第258話 逆神六駆VS元英国Sランク探索員

 ジェパートとマイクが六駆と対峙する。

 10番は今のところ戦闘に加わる様子を見せない。


 もう1度彼らの煌気オーラ総量を確認しておこう。


 ジェパートが1南雲。

 マイクが3南雲。

 10番も3南雲。


 いずれも強敵である。

 これも繰り返しているが、煌気オーラ総量イコール戦闘力ではないので、南雲修一が彼らよりも弱いと言う訳ではない。


「ハハハッ! ジャパンでは貰ったものに返礼するのがマナーだろ? なら、今度はこっちの番だ! 『ユニコーンスピア』!!」


 ジェパートが真っ白な槍を具現化した。

 彼の得意武器だろうか。


「早速勝負を決めにかかるか。それで良い。『ブレイジングフレア』! やれ、ジェパート!」

「残念だけど、君とのお喋りはここまでだ! 『フレア・ユニコーン』!!」


 ジェパートの槍にマイクの獄炎が乗り移り、そのまま美しい投擲のフォームで六駆に向かって『ユニコーンスピア』を投げつける英国コンビ。
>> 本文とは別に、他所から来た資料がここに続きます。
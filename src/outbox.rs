//! Outbox abstractions and backend drivers.
//!
//! This module implements the *transactional outbox pattern*, providing a
//! reliable way to persist messages atomically with application state and
//! hand them to a dispatch loop later, exactly once per claim.
//!
//! The outbox is responsible for **durability, ordering and exclusive
//! claiming**, while delivery concerns belong to the dispatch loop and
//! transport layers built on top of it.
//!
//! ## Responsibilities
//!
//! - Persist messages atomically with application state
//! - Reserve batches of pending messages for dispatch without letting
//!   concurrent claimers block each other or receive overlapping rows
//! - Keep a claim reversible until the claimer explicitly completes it
//!
//! ## Components
//!
//! - [`Outbox`]: High-level façade over an outbox backend
//! - [`AppendMessages`]: Trait for appending messages
//! - [`ClaimMessages`]: Trait for claiming batches of pending messages
//!
//! Concrete implementations are provided by backend modules such as
//! [`inmemory`] and [`sqlx`] (feature-gated).

pub mod inmemory;

#[cfg(feature = "sqlx")]
pub mod sqlx;

use tracing::instrument;
use tracing_error::SpanTrace;

use crate::message::{AppendOptions, OutgoingMessage};

/// Default number of rows reserved by a claim.
pub const DEFAULT_BATCH_SIZE: usize = 100;

/// Error returned by outbox operations.
///
/// Wraps the underlying backend error and captures a tracing span backtrace
/// for improved diagnostics.
#[derive(Debug)]
pub struct OutboxError {
    context: SpanTrace,
    source: tower::BoxError,
}

impl OutboxError {
    /// Create a backend-related outbox error.
    fn backend(err: Box<dyn std::error::Error + Send + Sync>) -> Self {
        Self {
            context: SpanTrace::capture(),
            source: err,
        }
    }
}

impl std::fmt::Display for OutboxError {
    fn fmt(&self, f: &mut std::fmt::Formatter<'_>) -> std::fmt::Result {
        writeln!(f, "Backend error: {}", self.source)?;
        self.context.fmt(f)
    }
}

impl std::error::Error for OutboxError {
    fn source(&self) -> Option<&(dyn std::error::Error + 'static)> {
        Some(self.source.as_ref())
    }
}

/// High-level façade over an outbox backend.
///
/// `Outbox` provides a stable, ergonomic API for staging and claiming
/// messages while delegating persistence and claim behavior to the
/// underlying backend.
pub struct Outbox<D>(D);

impl<D> Outbox<D> {
    /// Create a new outbox backed by the given backend implementation.
    pub fn new(driver: D) -> Self {
        Self(driver)
    }

    /// Append messages to the outbox within the caller's transaction.
    ///
    /// Messages are staged but **not** sent; delivery happens when a claim
    /// completes. This method is typically called within the same
    /// transaction that mutates application state, which is what makes the
    /// outbox pattern atomic.
    #[instrument(skip(self, messages, tx))]
    pub async fn append_messages(
        &self,
        messages: impl IntoIterator<Item = impl Into<OutgoingMessage>>,
        options: &AppendOptions,
        tx: &mut D::Transaction<'_>,
    ) -> Result<(), OutboxError>
    where
        D: AppendMessages,
        D::Error: Into<tower::BoxError>,
    {
        let messages: Vec<OutgoingMessage> = messages.into_iter().map(Into::into).collect();

        self.0
            .append_messages(messages, options, tx)
            .await
            .map_err(|e| OutboxError::backend(e.into()))
    }

    /// Append messages in a transaction opened and committed internally.
    ///
    /// Use this when there is no surrounding business transaction to join;
    /// the whole sequence still becomes visible atomically.
    #[instrument(skip(self, messages))]
    pub async fn append(
        &self,
        messages: impl IntoIterator<Item = impl Into<OutgoingMessage>>,
        options: &AppendOptions,
    ) -> Result<(), OutboxError>
    where
        D: AppendMessages,
        D::Error: Into<tower::BoxError>,
    {
        let messages: Vec<OutgoingMessage> = messages.into_iter().map(Into::into).collect();

        self.0
            .append(messages, options)
            .await
            .map_err(|e| OutboxError::backend(e.into()))
    }

    /// Claim up to `max_batch_size` oldest pending messages.
    ///
    /// The returned batch owns the claim: completing it makes the removal
    /// permanent, disposing (or dropping) it returns the messages to the
    /// pending pool. With a correlation id, only rows appended under the
    /// same id are considered. Dispatch loops without specific sizing
    /// requirements use [`DEFAULT_BATCH_SIZE`].
    #[instrument(skip(self))]
    pub async fn claim_messages(
        &self,
        max_batch_size: usize,
        correlation_id: Option<&str>,
    ) -> Result<D::Batch, OutboxError>
    where
        D: ClaimMessages,
        D::Error: Into<tower::BoxError>,
    {
        self.0
            .claim_messages(max_batch_size, correlation_id)
            .await
            .map_err(|e| OutboxError::backend(e.into()))
    }
}

/// Trait for appending messages to the outbox.
///
/// Implementations must ensure durability and transactional guarantees:
/// either every message of a call becomes visible, or none does.
#[async_trait::async_trait]
pub trait AppendMessages {
    /// Backend-specific error type.
    type Error;
    /// Transaction type used for atomic staging.
    type Transaction<'a>;

    /// Append a batch of messages inside the caller's open transaction.
    ///
    /// The caller commits; until then the rows are invisible to claimers.
    async fn append_messages(
        &self,
        messages: Vec<OutgoingMessage>,
        options: &AppendOptions,
        tx: &mut Self::Transaction<'_>,
    ) -> Result<(), Self::Error>;

    /// Append a batch of messages in an internally managed transaction,
    /// committed before this method returns.
    ///
    /// An empty batch is a valid no-op.
    async fn append(
        &self,
        messages: Vec<OutgoingMessage>,
        options: &AppendOptions,
    ) -> Result<(), Self::Error>;
}

/// Trait for claiming batches of pending messages from the outbox.
///
/// A claim must reserve its rows exclusively: two concurrent claims over
/// the same correlation scope never return overlapping messages, and a
/// claim that is not completed leaves its rows eligible for a future one.
#[async_trait::async_trait]
pub trait ClaimMessages {
    /// Backend-specific error type.
    type Error;
    /// Batch type owning the claim until it is completed or disposed.
    type Batch;

    /// Reserve up to `max_batch_size` oldest pending messages, optionally
    /// scoped to one correlation id.
    async fn claim_messages(
        &self,
        max_batch_size: usize,
        correlation_id: Option<&str>,
    ) -> Result<Self::Batch, Self::Error>;
}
 しかもジェパートの手を離れた『ユニコーンスピア』は巨大化する。


 もう槍ではなく、尖った巨大な煌気オーラの塊である。


「これは珍しい! 避けると莉子たちが危ないけど、盾で防ぐとまた面倒ですね! ならば! 『光剣ブレイバー二重ダブル!』 二刀流! 『次元十文字大切断じげんじゅうもんじだいせつだん』!!」


 六駆の二刀流、正式解禁。

 彼は逆神流剣術が好きではない。



 自分の親父が嫌いだからである。



 だが、好む好まざるを戦いには持ち込まないプロフェッショナルが逆神六駆。

 使えるものなら鼻くそだって使うのだ。


「おいおい、マジかよ! 本当にサムライボーイだったのか!」

「あの剣は具現化武器のようだが、驚いた。炎そのものを切り裂いたぞ」


「楽しいスキル談義は今度にしましょう! 『古龍拳ドラグナックル』! さらに『瞬動しゅんどう』! もうひとつオマケに『幻想身ファントミオル』!!」


 六駆が300人に増えた。


「面白いボーイだ! 『スライサー・スピン』!!」


 ジェパートは細く長い刃を創り出して、そのまま回転する。

 凄まじい勢いで六駆の幻が霧散していく。


「手伝おう。『インフェルノ』!!」


 そこにマイクも加わり、刃と炎の共演が始まった。

 これほどの広範囲攻撃になると、『幻想身ファントミオル』の中に紛れ込んでいてもダメージは回避できないだろう。


 ちゃんと幻の中に本体がいればの話であるが。


「……すみませんね! こっちも背負ってるものがあるので!! 『竜翼急降下・麻痺手刀ドラグライダー・パラライズドリル』!!」


 ちなみに、六駆の背負っているものは実家の借金。

 彼らの背負う組織の密命とどちらが重いのかを計算するのは無粋だろう。


「こ、こいつ! いつの間に天井から!? ま、麻痺を解かねば!」

「ジェパート! よせ!」


「あらら、その隙は見逃せませんよ! 二刀流! 『雲外蒼天うんがいそうてん紫陽花あじさい』!!」


 六駆に使えないスキルはない。

 苦手としている治癒スキルだって、時間をかければ模倣が可能。


 ならば、何回も見て来た上官の必殺技であれば言うに及ばず。


「がぁっ!?」

「このバカ野郎! ジェパート、気を抜き過ぎだ!!」


「あなたたち、1南雲とか3南雲とか言わせてもらいましたけど、南雲さんに失礼だったなぁ。……うちのコーヒー噴く上司は、あなた方よりもずっと強いですよ!」


 何だかんだで六駆は南雲の事を認めている。

 ジェパートの体に咲いた美しい紫陽花がその証拠だろう。



◆◇◆◇◆◇◆◇



「くそっ! 『ヒーリングスライム』!! 自律発現!!」

「うわぁ! 気持ち悪い回復スキル! それは真似したくないなぁ!」


 六駆の放った南雲製の必殺技は、ジェパート・アルキンソンに深刻なダメージを与えていた。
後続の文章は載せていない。